Saved entries
============

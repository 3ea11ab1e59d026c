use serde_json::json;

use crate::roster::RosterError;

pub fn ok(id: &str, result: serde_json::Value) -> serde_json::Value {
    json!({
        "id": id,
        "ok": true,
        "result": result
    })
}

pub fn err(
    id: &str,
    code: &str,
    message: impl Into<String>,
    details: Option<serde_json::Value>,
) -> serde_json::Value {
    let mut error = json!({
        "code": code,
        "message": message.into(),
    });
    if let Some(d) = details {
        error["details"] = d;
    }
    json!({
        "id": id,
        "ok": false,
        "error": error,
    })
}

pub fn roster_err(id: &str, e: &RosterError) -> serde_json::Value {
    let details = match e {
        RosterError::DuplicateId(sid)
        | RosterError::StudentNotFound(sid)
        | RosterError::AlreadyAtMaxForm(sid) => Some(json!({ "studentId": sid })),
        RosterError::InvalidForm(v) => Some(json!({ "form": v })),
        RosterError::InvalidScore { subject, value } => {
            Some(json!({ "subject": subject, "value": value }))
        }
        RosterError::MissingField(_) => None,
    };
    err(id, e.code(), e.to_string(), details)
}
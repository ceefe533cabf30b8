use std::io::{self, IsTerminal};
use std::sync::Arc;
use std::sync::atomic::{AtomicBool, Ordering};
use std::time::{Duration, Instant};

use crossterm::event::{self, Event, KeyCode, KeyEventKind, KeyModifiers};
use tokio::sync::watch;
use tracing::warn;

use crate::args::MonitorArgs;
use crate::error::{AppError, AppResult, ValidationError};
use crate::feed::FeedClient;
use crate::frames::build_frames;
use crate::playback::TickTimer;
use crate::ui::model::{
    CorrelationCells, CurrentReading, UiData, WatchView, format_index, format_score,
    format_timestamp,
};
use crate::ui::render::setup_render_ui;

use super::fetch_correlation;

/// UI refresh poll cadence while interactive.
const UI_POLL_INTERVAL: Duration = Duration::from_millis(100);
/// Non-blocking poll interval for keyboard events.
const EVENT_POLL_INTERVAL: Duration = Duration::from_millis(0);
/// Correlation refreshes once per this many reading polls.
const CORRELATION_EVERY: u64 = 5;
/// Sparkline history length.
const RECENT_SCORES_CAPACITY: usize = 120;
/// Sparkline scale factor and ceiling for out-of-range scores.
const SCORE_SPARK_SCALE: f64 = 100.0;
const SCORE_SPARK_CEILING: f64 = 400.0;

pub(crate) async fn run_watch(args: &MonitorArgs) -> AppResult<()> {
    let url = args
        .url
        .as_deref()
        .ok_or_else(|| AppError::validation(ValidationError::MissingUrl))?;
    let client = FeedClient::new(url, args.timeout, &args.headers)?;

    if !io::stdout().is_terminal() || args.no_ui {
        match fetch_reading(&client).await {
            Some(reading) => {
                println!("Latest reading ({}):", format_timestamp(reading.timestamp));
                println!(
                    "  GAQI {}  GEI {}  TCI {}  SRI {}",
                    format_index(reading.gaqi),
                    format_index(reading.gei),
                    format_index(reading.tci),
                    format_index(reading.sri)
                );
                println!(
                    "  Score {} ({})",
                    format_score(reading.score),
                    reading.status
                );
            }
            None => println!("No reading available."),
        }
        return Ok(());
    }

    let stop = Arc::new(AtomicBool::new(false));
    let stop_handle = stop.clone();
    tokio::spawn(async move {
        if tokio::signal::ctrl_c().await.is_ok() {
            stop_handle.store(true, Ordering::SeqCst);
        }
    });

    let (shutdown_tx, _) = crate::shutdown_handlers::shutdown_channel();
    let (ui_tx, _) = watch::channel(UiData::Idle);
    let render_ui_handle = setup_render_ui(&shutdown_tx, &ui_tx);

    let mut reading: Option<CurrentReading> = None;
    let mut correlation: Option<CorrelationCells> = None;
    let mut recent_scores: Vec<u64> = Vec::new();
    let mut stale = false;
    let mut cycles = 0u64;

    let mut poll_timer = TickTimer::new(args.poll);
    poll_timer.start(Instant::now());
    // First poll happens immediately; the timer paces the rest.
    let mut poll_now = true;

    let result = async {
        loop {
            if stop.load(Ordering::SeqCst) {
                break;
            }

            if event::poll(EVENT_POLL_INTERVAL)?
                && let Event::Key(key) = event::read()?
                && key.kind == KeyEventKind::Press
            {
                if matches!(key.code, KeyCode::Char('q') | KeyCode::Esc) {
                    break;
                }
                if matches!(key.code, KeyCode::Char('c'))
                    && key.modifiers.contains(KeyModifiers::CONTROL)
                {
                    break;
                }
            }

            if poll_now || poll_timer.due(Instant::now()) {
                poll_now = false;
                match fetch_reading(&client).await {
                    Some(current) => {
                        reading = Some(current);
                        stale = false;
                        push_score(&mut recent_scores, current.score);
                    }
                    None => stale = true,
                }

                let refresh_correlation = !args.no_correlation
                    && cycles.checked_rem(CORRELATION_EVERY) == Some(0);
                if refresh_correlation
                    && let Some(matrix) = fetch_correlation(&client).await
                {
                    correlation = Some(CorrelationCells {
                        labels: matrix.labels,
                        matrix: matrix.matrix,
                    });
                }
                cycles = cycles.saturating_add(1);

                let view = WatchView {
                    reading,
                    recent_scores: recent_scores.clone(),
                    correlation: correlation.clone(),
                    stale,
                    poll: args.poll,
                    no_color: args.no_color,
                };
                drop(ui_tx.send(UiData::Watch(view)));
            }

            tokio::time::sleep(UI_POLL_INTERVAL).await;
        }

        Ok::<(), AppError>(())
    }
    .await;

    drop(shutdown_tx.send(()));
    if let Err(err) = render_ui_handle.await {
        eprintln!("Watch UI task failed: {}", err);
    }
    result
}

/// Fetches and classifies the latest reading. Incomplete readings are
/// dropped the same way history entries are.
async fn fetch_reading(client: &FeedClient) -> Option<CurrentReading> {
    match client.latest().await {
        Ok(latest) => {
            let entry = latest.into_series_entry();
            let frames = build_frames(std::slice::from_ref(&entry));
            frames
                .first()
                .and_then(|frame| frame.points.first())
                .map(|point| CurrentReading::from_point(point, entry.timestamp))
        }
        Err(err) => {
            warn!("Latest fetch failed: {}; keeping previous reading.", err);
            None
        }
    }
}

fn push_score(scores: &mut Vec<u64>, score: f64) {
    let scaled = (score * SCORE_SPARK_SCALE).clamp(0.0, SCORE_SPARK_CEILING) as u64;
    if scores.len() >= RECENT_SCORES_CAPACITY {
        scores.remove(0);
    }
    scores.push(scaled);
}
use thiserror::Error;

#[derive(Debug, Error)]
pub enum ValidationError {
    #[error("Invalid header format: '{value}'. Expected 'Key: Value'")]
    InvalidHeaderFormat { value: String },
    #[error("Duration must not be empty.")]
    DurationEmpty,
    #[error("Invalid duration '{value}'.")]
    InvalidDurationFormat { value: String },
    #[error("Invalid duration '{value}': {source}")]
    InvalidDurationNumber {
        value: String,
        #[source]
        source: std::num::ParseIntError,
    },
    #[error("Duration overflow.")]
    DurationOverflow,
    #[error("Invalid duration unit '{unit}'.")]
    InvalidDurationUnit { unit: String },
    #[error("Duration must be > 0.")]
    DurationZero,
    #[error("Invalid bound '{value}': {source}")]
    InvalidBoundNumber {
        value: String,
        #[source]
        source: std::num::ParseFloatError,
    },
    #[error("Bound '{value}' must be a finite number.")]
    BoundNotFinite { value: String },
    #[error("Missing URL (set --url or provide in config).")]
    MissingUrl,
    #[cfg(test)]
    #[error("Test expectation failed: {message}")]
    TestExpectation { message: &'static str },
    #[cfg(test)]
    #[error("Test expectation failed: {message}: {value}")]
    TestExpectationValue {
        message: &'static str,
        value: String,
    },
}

============

Restate word for word only the lines running from the beginning of the data to the line holding "use crate::args::MonitorArgs;", both included.

repository 3ea11ab1e59d026c
use serde_json::json;

use crate::roster::RosterError;

pub fn ok(id: &str, result: serde_json::Value) -> serde_json::Value {
    json!({
        "id": id,
        "ok": true,
        "result": result
    })
}

pub fn err(
    id: &str,
    code: &str,
    message: impl Into<String>,
    details: Option<serde_json::Value>,
) -> serde_json::Value {
    let mut error = json!({
        "code": code,
        "message": message.into(),
    });
    if let Some(d) = details {
        error["details"] = d;
    }
    json!({
        "id": id,
        "ok": false,
        "error": error,
    })
}

pub fn roster_err(id: &str, e: &RosterError) -> serde_json::Value {
    let details = match e {
        RosterError::DuplicateId(sid)
        | RosterError::StudentNotFound(sid)
        | RosterError::AlreadyAtMaxForm(sid) => Some(json!({ "studentId": sid })),
        RosterError::InvalidForm(v) => Some(json!({ "form": v })),
        RosterError::InvalidScore { subject, value } => {
            Some(json!({ "subject": subject, "value": value }))
        }
        RosterError::MissingField(_) => None,
    };
    err(id, e.code(), e.to_string(), details)
}
repository ceefe533cabf30b8
use std::io::{self, IsTerminal};
use std::sync::Arc;
use std::sync::atomic::{AtomicBool, Ordering};
use std::time::{Duration, Instant};

use crossterm::event::{self, Event, KeyCode, KeyEventKind, KeyModifiers};
use tokio::sync::watch;
use tracing::warn;

use crate::args::MonitorArgs;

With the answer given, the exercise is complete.